The move signals a push to rebuild depleted missile stocks through multi-year demand commitments.

Overview

  • Defense leaders announced Wednesday a trio of framework agreements with Lockheed Martin, BAE Systems, and Honeywell to speed Precision Strike Missile output, quadruple THAAD seekers, and surge key missile components.
  • Lockheed says the new Precision Strike Missile plan will quadruple capacity after the weapon’s first combat use in early March, with the Army shifting from ATACMS to PrSM that fires from HIMARS and MLRS for longer-range strikes.

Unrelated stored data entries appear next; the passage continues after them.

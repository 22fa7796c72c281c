//! # probsim-bench: Benchmarks for probsim
//!
//! Shared setup for the Criterion benches in `benches/`.
//!
//! ## Benchmarks
//!
//! - **modes**: the same experiment under each execution mode
//! - **trials**: cost of a single trial per generator
//!
//! ## Running Benchmarks
//!
//! ```bash
//! # Run all benchmarks
//! cargo bench -p probsim-bench
//!
//! # Save baseline for comparison
//! cargo bench -p probsim-bench --bench modes -- --save-baseline main
//!
//! # Compare against baseline
//! cargo bench -p probsim-bench --bench modes -- --baseline main
//! ```

use std::num::NonZeroUsize;

use probsim::{ExecutionMode, SimError, SimulationRunner};

/// Seed every bench starts from, so runs compare like for like.
pub const BENCH_SEED: u64 = 0x5EED;

/// Worker count for the parallel modes: available parallelism, at least 2.
pub fn bench_workers() -> usize {
    std::thread::available_parallelism()
        .map_or(2, NonZeroUsize::get)
        .max(2)
}

/// Every execution mode, labelled for use as a benchmark id.
pub fn execution_modes(workers: usize) -> [(&'static str, ExecutionMode); 3] {
    [
        ("sequential", ExecutionMode::Sequential),
        ("forked", ExecutionMode::Forked { workers }),
        ("shared", ExecutionMode::Shared { workers }),
    ]
}

/// Runner for `num_trials` trials in the given mode.
pub fn runner(num_trials: u64, mode: ExecutionMode) -> Result<SimulationRunner, SimError> {
    Ok(SimulationRunner::new(num_trials)?.with_mode(mode))
}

  • BAE Systems and Lockheed will scale infrared seekers for THAAD fourfold at Nashua, New Hampshire, and Endicott, New York, enabling hit-to-kill intercepts of fast ballistic missiles as interceptor production also ramps under earlier plans.
  • Honeywell will put $500 million into added lines for navigation units, missile steering actuators, and electronic warfare gear, a demand signal meant to unlock supplier investment and support new hiring on factory floors.
  • The agreements pave the way for possible seven-year multi-year contracts that need congressional approval and funding, with near-term buys tied to a roughly $1.5 billion reprogramming push after high munitions use in the Iran war that some outlets frame as a warning for a potential China fight.